PC-FET has been associated with increased risks of preeclampsia and other placenta-related complications, pointing to altered placental development. PAPP-A and IGF-1 are biochemical markers of early placental function, and reduced levels have been linked to preeclampsia and other adverse outcomes. These markers may therefore provide insight into the pathways underlying the distinct risk profile of PC-FET.

This is a secondary analysis from a randomized controlled trial investigating estradiol and progesterone concentrations in FET treatments. The trial was conducted at Copenhagen University Hospital-Herlev, Denmark, from April 2021 to December 2024. Biochemical analyses for PAPP-A and IGF-1 were performed on stored biobank samples from the trial. The main analyses included women with ongoing pregnancies (n = 116), while additional analyses of IGF-1 were conducted in all ovulatory women with available biobank samples (n = 193).

Eligible participants were women aged 18-40 years with BMI ≤35 kg/m2 undergoing frozen-thawed autologous blastocyst transfer. Ovulatory women were randomized to mNC or PC, and anovulatory women to gSC or PC. Samples were collected at the following 7 timepoints throughout treatment: on the 2nd or 3rd day of menstrual bleeding, on the day of trigger/endometrial thickness ≥7 mm, on the day of embryo transfer and by gestational ages (GA) 4 + 2, 6 + 0, 8 + 0, and 9 + 6. Data on placental weight were collected at delivery.
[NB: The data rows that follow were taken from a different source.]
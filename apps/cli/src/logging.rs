//! Logging setup for the binary.
//!
//! Library code only uses the `log` facade. This wires `env_logger` to stderr and, when
//! possible, to `phonemount.log` in the app config directory.

use std::fs::{self, File, OpenOptions};
use std::io::{self, Write};
use std::path::{Path, PathBuf};

use crate::APP_NAME;

/// Writes every log line to stderr and to an append-only log file.
struct TeeWriter {
    file: File,
}

impl Write for TeeWriter {
    fn write(&mut self, buf: &[u8]) -> io::Result<usize> {
        // A broken log file must not take stderr logging down with it
        let _ = self.file.write_all(buf);
        io::stderr().write_all(buf)?;
        Ok(buf.len())
    }

    fn flush(&mut self) -> io::Result<()> {
        let _ = self.file.flush();
        io::stderr().flush()
    }
}

/// Path of the log file inside the given config directory.
pub fn log_file_path(config_dir: &Path) -> PathBuf {
    config_dir.join(format!("{APP_NAME}.log"))
}

/// Initializes logging. Respects `RUST_LOG`; the default filter is `info`, or `debug` when
/// `debug` is set. Safe to call more than once (later calls are no-ops).
pub fn init_logging(debug: bool, config_dir: Option<&Path>) {
    let default_filter = if debug { "debug" } else { "info" };
    let mut builder = env_logger::Builder::from_env(env_logger::Env::default().default_filter_or(default_filter));
    builder.format_timestamp_millis();

    if let Some(file) = config_dir.and_then(open_log_file) {
        builder.target(env_logger::Target::Pipe(Box::new(TeeWriter { file })));
    }

    if builder.try_init().is_err() {
        log::debug!("Logger already initialized");
    }
}

fn open_log_file(config_dir: &Path) -> Option<File> {
    fs::create_dir_all(config_dir).ok()?;
    OpenOptions::new()
        .create(true)
        .append(true)
        .open(log_file_path(config_dir))
        .ok()
}
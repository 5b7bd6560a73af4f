//! Scripted stand-in for the external helpers and the OS mount table.
//!
//! Commands are looked up by `"<program> <first arg>"` first, then by `"<program>"` alone.
//! Scripted responses are consumed in order; the last one sticks. Unscripted commands succeed
//! with empty output. A scripted response can also flip the mounted flag, which is how tests
//! model a helper that really mounted (or unmounted) the device.

use std::cell::{Cell, RefCell};
use std::collections::{HashMap, VecDeque};
use std::path::Path;

use super::table::MountTable;
use crate::process::{CommandOutput, ProcessRunner};

/// Mount table change caused by a scripted command.
#[derive(Debug, Clone)]
pub enum Effect {
    None,
    /// Marks the path mounted, with this `mount` output line.
    Mount(String),
    Unmount,
}

#[derive(Debug, Clone)]
struct Scripted {
    output: CommandOutput,
    effect: Effect,
}

#[derive(Default)]
pub struct MockHost {
    mounted: Cell<bool>,
    line: RefCell<Option<String>>,
    responses: RefCell<HashMap<String, VecDeque<Scripted>>>,
    calls: RefCell<Vec<String>>,
}

impl MockHost {
    pub fn new() -> Self {
        Self::default()
    }

    pub fn respond(&self, key: &str, output: CommandOutput) {
        self.respond_with(key, output, Effect::None);
    }

    pub fn respond_with(&self, key: &str, output: CommandOutput, effect: Effect) {
        self.responses
            .borrow_mut()
            .entry(key.to_string())
            .or_default()
            .push_back(Scripted { output, effect });
    }

    /// Marks the path as mounted outside of any scripted command.
    pub fn set_mounted(&self, line: &str) {
        self.mounted.set(true);
        *self.line.borrow_mut() = Some(line.to_string());
    }

    /// Simulates the OS dropping the mount behind our back.
    pub fn set_unmounted(&self) {
        self.mounted.set(false);
        *self.line.borrow_mut() = None;
    }

    /// Every command run so far, formatted as `"program arg1 arg2"`.
    pub fn calls(&self) -> Vec<String> {
        self.calls.borrow().clone()
    }

    /// Calls whose text starts with `prefix`.
    pub fn calls_starting_with(&self, prefix: &str) -> Vec<String> {
        self.calls().into_iter().filter(|call| call.starts_with(prefix)).collect()
    }

    fn next_response(&self, key: &str) -> Option<Scripted> {
        let mut responses = self.responses.borrow_mut();
        let queue = responses.get_mut(key)?;
        if queue.len() > 1 { queue.pop_front() } else { queue.front().cloned() }
    }

    fn apply(&self, effect: Effect) {
        match effect {
            Effect::None => {}
            Effect::Mount(line) => self.set_mounted(&line),
            Effect::Unmount => self.set_unmounted(),
        }
    }
}

impl ProcessRunner for MockHost {
    fn run(&self, program: &str, args: &[&str]) -> CommandOutput {
        let mut call = program.to_string();
        for arg in args {
            call.push(' ');
            call.push_str(arg);
        }
        self.calls.borrow_mut().push(call);

        let specific = args.first().map(|arg| format!("{program} {arg}"));
        let scripted = specific
            .and_then(|key| self.next_response(&key))
            .or_else(|| self.next_response(program));
        match scripted {
            Some(Scripted { output, effect }) => {
                // Applied whatever the exit code: helpers can mount and still exit nonzero
                self.apply(effect);
                output
            }
            None => CommandOutput::ok(""),
        }
    }
}

impl MountTable for MockHost {
    fn is_mounted(&self, _path: &Path) -> bool {
        self.mounted.get()
    }

    fn mount_line(&self, _path: &Path) -> Option<String> {
        if self.mounted.get() { self.line.borrow().clone() } else { None }
    }
}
MAIN RESULTS AND THE ROLE OF CHANCE: The present analyses included women with ongoing pregnancies from the parent trial: 43 in the ovulatory mNC group, 42 in the ovulatory PC group, 16 in the anovulatory gSC group, and 15 in the anovulatory PC group. PC had substantially lower IGF-1 concentrations from treatment initiation through GA 8 + 0 compared to both mNC and gSC. Ovulatory women treated with PC showed significantly lower PAPP-A concentrations during endometrial preparation (7.4 vs 8.7 mU/l; adjusted P = 0.02), at embryo transfer (6.7 vs 8.8 mU/l; adjusted P < 0.001), and GA 4 + 2 (7.2 vs 8.5 mU/l; adjusted P = 0.03) than women treated with mNC. Among anovulatory women, PAPP-A concentrations were also reduced during endometrial preparation (5.8 vs 9.1 mU/l; adjusted P = 0.008) in PC compared to gSC.

As this was a secondary analysis, no formal power calculation was made, and statistical power may therefore be limited.

We provide evidence that PC-FET was followed by lower IGF-1 concentrations in early pregnancy and by time-dependent reductions in PAPP-A compared to mNC-FET and gSC-FET. These findings suggest alterations in early placental biology that may contribute to the adverse obstetric risk profile associated with PC-FET. Future studies should clarify whether these changes are related to the use of oral estradiol and whether alternative administration routes could modify this risk.

STUDY FUNDING/COMPETING INTEREST(S): The trial was funded by Gedeon Richter Nordics AB, including analysis of biobank samples (grant numbers DK-2019-04, DK-2022-03, DK-2023-08, DK-2023-06, DK-2024-08). The trial also received one grant from the Gangsted-Rasmussen Foundation (grant number A39784) and a grant was obtained from the local research board at Copenhagen University Hospital-Herlev. The study was designed and planned independently, with no involvement from the funders in data analysis or interpretation of the results. N.F.M. has received funding for congress attendance from Gedeon Richter Nordics AB and Merck A/S, unrelated to the present work. B.N. has received grants to the institution from Merck A/S, Gedeon Richter Nordics AB, and Ferring Pharmaceuticals A/S, along with personal fees from Ferring Pharmaceuticals A/S, travel support from Gedeon Richter Nordics AB, and has participated in a data safety monitoring or advisory board for Ferring Pharmaceuticals A/S, outside of this research. M.K. has received funding from Rigshospitalets Research Board outside of this research. L.R. has received a research grant from the Novo Nordisk Foundation outside of this research. P.F.S. has received grants from Merck A/S, Gedeon Richter Nordics AB, and Ferring Pharmaceuticals A/S, travel support from Ferring Pharmaceuticals A/S, and personal fees from Novo Nordisk for webinars, outside of this study.

2020-001218-39 in EudraCT.